La première compétition à laquelle participe Clavel est le championnat de France espoir en salle, en 2001, sur 60m. « Tous les autres étaient équipés de chaussures avec des pointes, j’étais le seul en jogging-basket », dit-il en riant. A la surprise de tous, y compris de lui même, il remporte la course et finit en tête du podium. Tout s’enchaînera très naturellement par la suite. En 2002, il est sélectionné en équipe de France, pour les championnats du monde, cette fois-ci avec l’équipement ad hoc. Il finira à la 4e place sur 200m et à la seconde place sur 100m. On a l’impression qu’il vient juste de remporter sa course, quand il avoue, les yeux grands ouverts avec un sourire jusqu’aux oreilles. « Je n’y croyais pas : finir derrière le champion olympique et champion du monde ! », un Canadien qui sera contrôlé, en 2004, positif au contrôle anti-dopage. Puis il devient champion d’Europe en 2003, vice champion olympique en 2004 sur 100m et 200m. Clavel accumule les victoires, améliore les performances, il va plus vite, plus loin, plus haut. Cette année en Finlande il a de nouveaux brillé en remportant une médaille d’argent sur le 100m et 200m, ainsi qu’une médaille d’or au relais 4x100m.

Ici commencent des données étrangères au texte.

//! The interpreter installation being packaged.

use crate::packer::{error::Context, path::PackPath, Result};
use serde::Serialize;
use std::collections::BTreeMap;

/// Installation layout reported by the probe interpreter.
#[derive(Debug, Clone, PartialEq, Eq, Serialize)]
pub struct HostRuntime {
    /// Installation root; embedded files under it keep their relative layout.
    pub exec_prefix: PackPath,
    pub bindir: PackPath,
    pub libdir: PackPath,
    pub sitelibdir: PackPath,
    /// File name of the core shared library (`LIBRUBY_SO`).
    pub libruby_so: String,
    pub ruby_install_name: String,
    pub rubyw_install_name: String,
    /// Executable suffix, `.exe` on Windows and empty elsewhere.
    pub exeext: String,
}

impl HostRuntime {
    /// Build from `RbConfig::CONFIG` entries. `exec_prefix` and `bindir` are
    /// required; the rest fall back to conventional values.
    pub fn from_config(config: &BTreeMap<String, String>) -> Result<Self> {
        let get = |key: &str| config.get(key).filter(|v| !v.is_empty()).cloned();

        let exec_prefix = get("exec_prefix").context("interpreter did not report exec_prefix")?;
        let bindir = get("bindir").context("interpreter did not report bindir")?;
        let exec_prefix = PackPath::new(exec_prefix);
        let libdir = get("libdir")
            .map(PackPath::new)
            .unwrap_or_else(|| exec_prefix.join("lib"));

        Ok(Self {
            bindir: PackPath::new(bindir),
            sitelibdir: get("sitelibdir")
                .map(PackPath::new)
                .unwrap_or_else(|| libdir.join("ruby/site_ruby")),
            libdir,
            exec_prefix,
            libruby_so: get("LIBRUBY_SO").unwrap_or_default(),
            ruby_install_name: get("ruby_install_name").unwrap_or_else(|| "ruby".to_string()),
            rubyw_install_name: get("rubyw_install_name").unwrap_or_else(|| "rubyw".to_string()),
            exeext: config
                .get("EXEEXT")
                .cloned()
                .unwrap_or_else(|| ".exe".to_string()),
        })
    }

    /// Interpreter executable name, console or windowed.
    pub fn interpreter_exe(&self, windowed: bool) -> String {
        let name = if windowed {
            &self.rubyw_install_name
        } else {
            &self.ruby_install_name
        };
        format!("{}{}", name, self.exeext)
    }

    /// Interpreter executable on the build host.
    pub fn interpreter_path(&self, windowed: bool) -> PackPath {
        self.bindir.join(self.interpreter_exe(windowed))
    }

    /// Core shared library on the build host, looked up in bindir then libdir.
    pub fn libruby_path(&self) -> Option<PackPath> {
        if self.libruby_so.is_empty() {
            return None;
        }
        [&self.bindir, &self.libdir]
            .into_iter()
            .map(|dir| dir.join(self.libruby_so.as_str()))
            .find(PackPath::is_file)
    }

    /// Target of the core shared library, next to the interpreter.
    pub fn libruby_target(&self) -> PackPath {
        PackPath::new("bin").join(self.libruby_so.as_str())
    }

    /// Target of a runtime file: its exec-prefix-relative path, or
    /// `bin/<name>` for files outside the prefix.
    pub fn runtime_target(&self, path: &PackPath) -> PackPath {
        if path.is_subpath_of(&self.exec_prefix) {
            path.relative_path_from(&self.exec_prefix)
        } else {
            PackPath::new("bin").join(path.basename())
        }
    }

    /// Whether `path` names the core shared library.
    pub fn is_libruby(&self, path: &PackPath) -> bool {
        !self.libruby_so.is_empty() && path.basename() == PackPath::new(self.libruby_so.as_str())
    }
}

#[cfg(test)]
mod tests {
    use super::*;

    fn config(pairs: &[(&str, &str)]) -> BTreeMap<String, String> {
        pairs
            .iter()
            .map(|(k, v)| (k.to_string(), v.to_string()))
            .collect()
    }

    fn windows_host() -> HostRuntime {
        HostRuntime::from_config(&config(&[
            ("exec_prefix", "C:/Ruby32"),
            ("bindir", "C:/Ruby32/bin"),
            ("LIBRUBY_SO", "x64-ucrt-ruby320.dll"),
            ("ruby_install_name", "ruby"),
            ("rubyw_install_name", "rubyw"),
            ("EXEEXT", ".exe"),
        ]))
        .unwrap()
    }

    #[test]
    fn test_interpreter_names() {
        let host = windows_host();
        assert_eq!(host.interpreter_exe(false), "ruby.exe");
        assert_eq!(host.interpreter_exe(true), "rubyw.exe");
        assert_eq!(
            host.interpreter_path(false),
            PackPath::new("c:\\ruby32\\bin\\ruby.exe")
        );
    }

    #[test]
    fn test_linux_has_empty_exeext() {
        let host = HostRuntime::from_config(&config(&[
            ("exec_prefix", "/usr"),
            ("bindir", "/usr/bin"),
            ("EXEEXT", ""),
        ]))
        .unwrap();
        assert_eq!(host.interpreter_exe(false), "ruby");
        assert_eq!(host.libdir, PackPath::new("/usr/lib"));
    }

    #[test]
    fn test_requires_exec_prefix() {
        assert!(HostRuntime::from_config(&config(&[("bindir", "/usr/bin")])).is_err());
    }

    #[test]
    fn test_runtime_target() {
        let host = windows_host();
        assert_eq!(
            host.runtime_target(&PackPath::new("C:/Ruby32/bin/ruby_builtin_dlls/libssl-3.dll"))
                .to_posix(),
            "bin/ruby_builtin_dlls/libssl-3.dll"
        );
        assert_eq!(
            host.runtime_target(&PackPath::new("D:/other/zlib1.dll")).to_posix(),
            "bin/zlib1.dll"
        );
        assert!(host.is_libruby(&PackPath::new("C:\\Ruby32\\bin\\X64-UCRT-RUBY320.DLL")));
    }

    #[test]
    fn test_libruby_from_libdir_lands_in_bin() {
        let dir = tempfile::tempdir().unwrap();
        let prefix = dir.path().join("ruby");
        std::fs::create_dir_all(prefix.join("lib")).unwrap();
        std::fs::write(prefix.join("lib/libruby.so.3.2"), "").unwrap();

        let exec_prefix = prefix.display().to_string();
        let bindir = prefix.join("bin").display().to_string();
        let host = HostRuntime::from_config(&config(&[
            ("exec_prefix", exec_prefix.as_str()),
            ("bindir", bindir.as_str()),
            ("LIBRUBY_SO", "libruby.so.3.2"),
            ("EXEEXT", ""),
        ]))
        .unwrap();

        let libruby = host.libruby_path().unwrap();
        assert_eq!(libruby, PackPath::from(prefix.join("lib/libruby.so.3.2")));
        assert_eq!(host.libruby_target().to_posix(), "bin/libruby.so.3.2");
    }
}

« C’est une manière de raconter mon histoire »

Sa motivation et ses ambitions ne s’étiolent point. « Pour moi, ces palmes sont une reconnaissance de mon travail, aujourd’hui plus qu’avant j’ai envie de continuer la compétition, je suis surtout intéressé par les internationaux », nous confie-t-il. Sa motivation et son engouement pour le sport et la compétition sont nourrit par son soucis de transmettre son message. Celui de la paix, celui de la volonté. « C’est une manière de raconter mon histoire à ma façon. Je pense que l’on peut arriver à tout, si on s’en donne les moyens », soutient-il avec certitude.

Parallèlement à ses activités sportives, Clavel est sollicité par nombre d’associations et d’établissements scolaires, pour partager ses expériences vécues avec les jeunes générations. Ses interventions régulières lui permettent à chaque fois de transmettre son message d’espoir. Il est, pour beaucoup, un exemple de volonté et de réussite, les gens l’écoutent.

Aujourd’hui il avoue qu’il lui est difficile, par moment, de concilier le sport (8h par semaine), les interventions, les filles qu’ils passent son temps à draguer, « elles me prennent du temps », dit-il non sans outrecuidance et ses études de photographie au lycée Jules Marey de Boulogne(92). Son rêve est de devenir caméraman reporter. Il aimerait plus tard parcourir l’Afrique, pour montrer la réalité du continent. « Souvent, on nous montre des images d’Africains en armes, des images de guerre, véhiculant l’image d’un continent violent. Moi j’aimerais tout simplement montrer le quotidien difficile de la classe populaire africaine, je pense qu’ainsi les gens comprendront pourquoi les Africains décident de quitter leurs pays d’origine, pour l’Europe ».